The Pledgor recognizes and agrees that the power of attorney granted pursuant to this Section 6(c) is coupled with an interest and is not revocable until the Termination Date. The Pledgor ratifies and confirms all actions taken by Seller or its agents pursuant to this power of attorney in accordance herewith.



(d)    Other Rights of Seller.
(i)    Seller will have, with respect to the Pledged Collateral, in addition to the rights and remedies set forth in this Agreement, all of the rights and remedies available to a secured party under applicable law, as if such rights and remedies were fully set forth in this Agreement.
(ii)    Seller may at any time and from time to time release or relinquish any right, remedy or lien or security interest it has with respect to a particular item of Pledged Collateral without thereby releasing, relinquishing or in any way affecting its rights, remedies or lien or security interest with respect to any other item of Pledged Collateral.
(e)    Dispositions of Pledged Collateral.
(i)    Upon written request by Seller after the occurrence and during the continuation of an Event of Default, the Pledgor agrees, promptly and at its own expense, to make available to Seller any Pledged Collateral not then held by Seller.
(ii)    Seller will be entitled to sell the Pledged Collateral on any commercially reasonable terms, and the Pledgor agrees that a private sale or a sale on extended payment terms, or in exchange for property, stock or other consideration will not in and of itself be deemed to be commercially unreasonable. The Pledged Collateral may be sold in one lot as an entirety or in separate parcels. Seller may purchase any or all of the Pledged Collateral sold at any public sale and, to the extent permitted by applicable law, may purchase any or all of the Pledged Collateral sold at any private sale, including by a credit bid.
(iii)    Seller may, in its sole discretion, restrict the prospective bidders or purchasers at any sale as to their number, nature of business, financial or business expertise, net worth or financial resources and investment intention or on the basis of any other factors that are commercially reasonable. Any sale of Pledged Collateral may be subject to the requirement that any purchase of all or any part of the Pledged Collateral constituting a security for purposes of the Securities Act of 1933, as amended, or the Securities Exchange Act of 1934, as amended, or other applicable securities laws, must be for the purpose of investment and without any intention to make a distribution thereof.
(iv)    The Pledgor expressly agrees that Seller need not give more than 10 days’ prior written notice to it of the time and place of any public sale of Pledged Collateral or of the time after which a private sale of the Pledged Collateral may take place, and that such notice will constitute reasonable notice under all circumstances. Seller will not be obligated to hold any sale pursuant to any such notice and may, without notice or publication, adjourn any public or private sale by announcement at the time and place fixed for such sale, and a subsequent sale may be held at the time and place designated in such announcement without further notice or publication. To the extent permitted by applicable law, the Pledgor irrevocably waives any right it may have to demand performance or other demand, advertisement, judicial hearing or notice to it or any other Person in connection with the collection, sale or other disposition of, or realization upon, any or all of the Pledged Collateral.
(v)    Seller may settle, pay or discharge any or all taxes, liens, security interests, claims and other charges with respect to Pledged Collateral. All sums expended by Seller pursuant to this Section 4.5(e) will constitute Secured Obligations secured by the liens and security interests created hereby. Seller shall not have any duty to take any action authorized by this Section 6(e), and no sale of Pledged Collateral will be deemed to have been commercially unreasonable by reason of Seller’s decision not to take any such action.
(f)    No Marshaling or Right of Redemption.

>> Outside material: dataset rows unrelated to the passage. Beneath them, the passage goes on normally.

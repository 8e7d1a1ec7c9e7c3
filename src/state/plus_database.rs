use serde::{Deserialize, Serialize};
use std::collections::{HashMap, HashSet};
use std::sync::Arc;
use std::time::{SystemTime, UNIX_EPOCH};

use chrono::{DateTime, Utc};

use crate::models::{PlusRegion, PlusServer, Suggestion, Summary, User, Vote};

/// The whole persistent state of the service: every record a voting
/// cycle reads or writes lives in this one document.
#[derive(Debug, Clone, Serialize, Deserialize)]
pub struct PlusDatabase {
    /// Schema version for migrations
    pub version: u32,

    /// Last update timestamp
    pub last_updated: u64,

    /// Registered users, keyed by Discord id
    pub users: HashMap<String, User>,

    /// Pending nominations for the current cycle
    pub suggestions: Vec<Suggestion>,

    /// Votes recorded during the current cycle
    pub votes: Vec<Vote>,

    /// Archived monthly results, append-only
    pub summaries: Vec<Summary>,

    /// End of the open voting window; `None` when no window is open
    pub voting_ends: Option<DateTime<Utc>>,

    /// Issued API tokens, keyed token -> Discord id
    pub api_tokens: HashMap<String, String>,
}

impl Default for PlusDatabase {
    fn default() -> Self {
        Self {
            version: 1,
            last_updated: current_timestamp(),
            users: HashMap::new(),
            suggestions: Vec::new(),
            votes: Vec::new(),
            summaries: Vec::new(),
            voting_ends: None,
            api_tokens: HashMap::new(),
        }
    }
}

impl PlusDatabase {
    pub fn new() -> Self {
        Self::default()
    }

    /// Load from a JSON file, or create new if not exists
    pub async fn load(path: &str) -> crate::error::Result<Self> {
        match tokio::fs::read_to_string(path).await {
            Ok(content) => {
                serde_json::from_str(&content).map_err(|e| crate::error::PlusError::StateParse {
                    path: path.to_string(),
                    source: e,
                })
            }
            Err(e) if e.kind() == std::io::ErrorKind::NotFound => Ok(Self::new()),
            Err(e) => Err(crate::error::PlusError::StateLoad {
                path: path.to_string(),
                source: e,
            }),
        }
    }

    /// Save to a JSON file atomically
    pub async fn save(&self, path: &str) -> crate::error::Result<()> {
        let content = serde_json::to_string_pretty(self)?;

        // Write to temp file first, then rename for atomicity
        let temp_path = format!("{}.tmp", path);
        tokio::fs::write(&temp_path, &content).await.map_err(|e| {
            crate::error::PlusError::StateSave {
                path: path.to_string(),
                source: e,
            }
        })?;

        tokio::fs::rename(&temp_path, path).await.map_err(|e| {
            crate::error::PlusError::StateSave {
                path: path.to_string(),
                source: e,
            }
        })?;

        Ok(())
    }

    pub fn touch(&mut self) {
        self.last_updated = current_timestamp();
    }

    /// Find a user by their Discord ID
    pub fn find_user(&self, discord_id: &str) -> Option<&User> {
        self.users.get(discord_id)
    }

    /// Resolve an issued API token to its user
    pub fn find_user_by_token(&self, token: &str) -> Option<&User> {
        self.api_tokens
            .get(token)
            .and_then(|discord_id| self.users.get(discord_id))
    }

    /// Add or update a user
    pub fn upsert_user(&mut self, user: User) {
        self.users.insert(user.discord_id.clone(), user);
        self.touch();
    }

    /// Users eligible as candidates for a server: current members plus
    /// users vouched into it this cycle.
    pub fn members_and_vouched(&self, server: PlusServer) -> Vec<&User> {
        self.users
            .values()
            .filter(|u| {
                u.plus.membership_status == Some(server) || u.plus.vouch_status == Some(server)
            })
            .collect()
    }

    /// How many users hold actual membership of a server
    pub fn member_count(&self, server: PlusServer) -> usize {
        self.users
            .values()
            .filter(|u| u.plus.membership_status == Some(server))
            .count()
    }

    /// Pending suggestions for a server
    pub fn suggestions_for(&self, server: PlusServer) -> Vec<&Suggestion> {
        self.suggestions
            .iter()
            .filter(|s| s.plus_server == server)
            .collect()
    }

    /// Find the pending suggestion of a nominee for a server
    pub fn find_suggestion(&self, discord_id: &str, server: PlusServer) -> Option<&Suggestion> {
        self.suggestions
            .iter()
            .find(|s| s.discord_id == discord_id && s.plus_server == server)
    }

    /// Find the pending suggestion made by a nominator this cycle
    pub fn suggestion_by_suggester(&self, suggester_discord_id: &str) -> Option<&Suggestion> {
        self.suggestions
            .iter()
            .find(|s| s.suggester_discord_id == suggester_discord_id)
    }

    /// Region a suggested candidate was nominated under, if any
    pub fn suggestion_region(&self, discord_id: &str) -> Option<PlusRegion> {
        self.suggestions
            .iter()
            .find(|s| s.discord_id == discord_id)
            .map(|s| s.plus_region)
    }

    /// A voter's recorded ballot for a server and cycle
    pub fn ballot_for(
        &self,
        voter_discord_id: &str,
        server: PlusServer,
        month: u32,
        year: i32,
    ) -> Vec<&Vote> {
        self.votes
            .iter()
            .filter(|v| {
                v.voter_discord_id == voter_discord_id
                    && v.plus_server == server
                    && v.month == month
                    && v.year == year
            })
            .collect()
    }

    /// Distinct voters who have submitted for a server this cycle
    pub fn voter_count(&self, server: PlusServer, month: u32, year: i32) -> usize {
        self.votes
            .iter()
            .filter(|v| v.plus_server == server && v.month == month && v.year == year)
            .map(|v| v.voter_discord_id.as_str())
            .collect::<HashSet<_>>()
            .len()
    }

    /// Replace a voter's ballot for a cycle: their prior votes for the
    /// month are deleted before the new ones are inserted.
    pub fn replace_ballot(
        &mut self,
        voter_discord_id: &str,
        month: u32,
        year: i32,
        votes: Vec<Vote>,
    ) {
        self.votes.retain(|v| {
            !(v.voter_discord_id == voter_discord_id && v.month == month && v.year == year)
        });
        self.votes.extend(votes);
        self.touch();
    }
}

/// Shared database type
pub type SharedPlusDatabase = Arc<tokio::sync::RwLock<PlusDatabase>>;

pub fn create_shared_plus_database(db: PlusDatabase) -> SharedPlusDatabase {
    Arc::new(tokio::sync::RwLock::new(db))
}

fn current_timestamp() -> u64 {
    SystemTime::now()
        .duration_since(UNIX_EPOCH)
        .unwrap_or_default()
        .as_secs()
}

#[cfg(test)]
mod tests {
    use super::*;
    use crate::models::PlusStatus;

    fn member(discord_id: &str, server: PlusServer) -> User {
        User {
            discord_id: discord_id.to_string(),
            username: discord_id.to_string(),
            plus: PlusStatus {
                membership_status: Some(server),
                ..Default::default()
            },
        }
    }

    fn vote(candidate: &str, voter: &str, server: PlusServer, score: i32) -> Vote {
        Vote {
            discord_id: candidate.to_string(),
            voter_discord_id: voter.to_string(),
            plus_server: server,
            month: 6,
            year: 2020,
            score,
        }
    }

    #[test]
    fn upsert_and_find() {
        let mut db = PlusDatabase::new();
        db.upsert_user(member("123", PlusServer::One));

        assert!(db.find_user("123").is_some());
        assert!(db.find_user("456").is_none());
        assert_eq!(db.member_count(PlusServer::One), 1);
        assert_eq!(db.member_count(PlusServer::Two), 0);
    }

    #[test]
    fn token_resolution() {
        let mut db = PlusDatabase::new();
        db.upsert_user(member("123", PlusServer::Two));
        db.api_tokens
            .insert("secret-token".to_string(), "123".to_string());

        assert_eq!(
            db.find_user_by_token("secret-token").map(|u| u.discord_id.as_str()),
            Some("123")
        );
        assert!(db.find_user_by_token("wrong").is_none());
    }

    #[test]
    fn vouched_users_are_eligible_candidates() {
        let mut db = PlusDatabase::new();
        db.upsert_user(member("a", PlusServer::One));
        let mut vouched = User::new("b".to_string(), "b".to_string());
        vouched.plus.vouch_status = Some(PlusServer::One);
        db.upsert_user(vouched);

        assert_eq!(db.members_and_vouched(PlusServer::One).len(), 2);
        // vouch does not count as membership
        assert_eq!(db.member_count(PlusServer::One), 1);
    }

    #[test]
    fn replace_ballot_is_delete_then_insert() {
        let mut db = PlusDatabase::new();
        db.votes.push(vote("a", "voter", PlusServer::One, 2));
        db.votes.push(vote("b", "voter", PlusServer::One, -1));
        db.votes.push(vote("a", "other", PlusServer::One, 1));

        db.replace_ballot(
            "voter",
            6,
            2020,
            vec![vote("a", "voter", PlusServer::One, -2)],
        );

        assert_eq!(db.votes.len(), 2);
        let replaced = db.ballot_for("voter", PlusServer::One, 6, 2020);
        assert_eq!(replaced.len(), 1);
        assert_eq!(replaced[0].score, -2);
        // other voters' ballots are untouched
        assert_eq!(db.ballot_for("other", PlusServer::One, 6, 2020).len(), 1);
    }

    #[test]
    fn voter_count_is_distinct() {
        let mut db = PlusDatabase::new();
        db.votes.push(vote("a", "voter", PlusServer::One, 1));
        db.votes.push(vote("b", "voter", PlusServer::One, 1));
        db.votes.push(vote("a", "other", PlusServer::One, 1));

        assert_eq!(db.voter_count(PlusServer::One, 6, 2020), 2);
        assert_eq!(db.voter_count(PlusServer::Two, 6, 2020), 0);
    }
}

(i)    Except to the extent required by applicable law, Seller shall not be required to marshal any Pledged Collateral or any guaranties of the Secured Obligations, or to resort to any item of Pledged Collateral or any guaranty in any particular order, and Seller’s rights with respect to the Pledged Collateral and any guaranties will be cumulative and in addition to all other rights, however existing or arising. To the extent permitted by applicable law, the Pledgor irrevocably waives, and agrees that it will not invoke or assert, any law requiring or relating to the marshaling of collateral or any other law which could reasonably be expected to cause a delay in or impede the enforcement of Seller’s rights under this Agreement.
(ii)    To the extent permitted by applicable law, the Pledgor irrevocably waives, and agrees that it will not invoke or assert, any rights to equity of redemption or other rights of redemption, appraisement, valuation, stay, extension or moratorium that it may have in equity, at law, or otherwise with respect to any Pledged Collateral. The sale or other transfer pursuant to this Agreement of any right, title or interest of the Pledgor in any item of Pledged Collateral will operate to permanently divest the Pledgor and all persons claiming under or through the Pledgor of such right, title or interest, and will be a perpetual bar, both at law and in equity, to any and all claims by the Pledgor or any such person with respect to such item of Pledged Collateral.
(g)    Application of Proceeds. After the occurrence and during the continuation of an Event of Default, any cash held by Seller as Pledged Collateral and all cash proceeds received by Seller from any realization upon Pledged Collateral may, in the sole discretion of Seller, be held by Seller as collateral security for the payment of the Secured Obligations or applied by Seller to the Secured Obligations.
(h)    Seller’s Duties.
(i)    The grant to Seller under this Agreement of any right or power does not impose upon Seller any duty to exercise such right or power. Seller will have no obligation to take any steps to preserve any claim or other right against any person or with respect to any Pledged Collateral.
(ii)    To the extent permitted by applicable law, the Pledgor waives all claims against Seller or its agents arising out of the repossession, taking, retention, storage, operation or sale of the Pledged Collateral except to the extent such actions constitute gross negligence or willful misconduct of such person. To the extent permitted by applicable law, the Pledgor waives any claim it may have based on the allegation or fact that the price obtained for Pledged Collateral sold at a private sale was less than could have been obtained for the same Pledged Collateral at a public sale. All risk of loss, damage, diminution in value, or destruction of the Pledged Collateral will be borne by the Pledgor. Notwithstanding anything contained herein to the contrary, Seller will have no responsibility to the Pledgor for any act or omission of Seller with respect to the Pledged Collateral except to the extent such act or failure to act constitutes gross negligence or willful misconduct Seller. Notwithstanding anything herein to the contrary, in no event shall Seller be liable for special, punitive, indirect or consequential loss or damage of any kind whatsoever (including but not limited to lost profits) for any act or omission of Seller with respect to the Pledged Collateral, even if Seller has been advised of the likelihood of such loss or damage and regardless of the form of action.
(iii)    Seller does not and will not make any express or implied representations or warranties with respect to any Pledged Collateral or other property released to the Pledgor or its successors and assigns.
(iv)    Seller will be accountable only for such proceeds as Seller actually receives as a result of the exercise of its rights under this Agreement, and delivery or other accounting of such proceeds or the Pledged Collateral by Seller to the Pledgor or the assignee of the Secured Obligations will discharge Seller of all liability therefor.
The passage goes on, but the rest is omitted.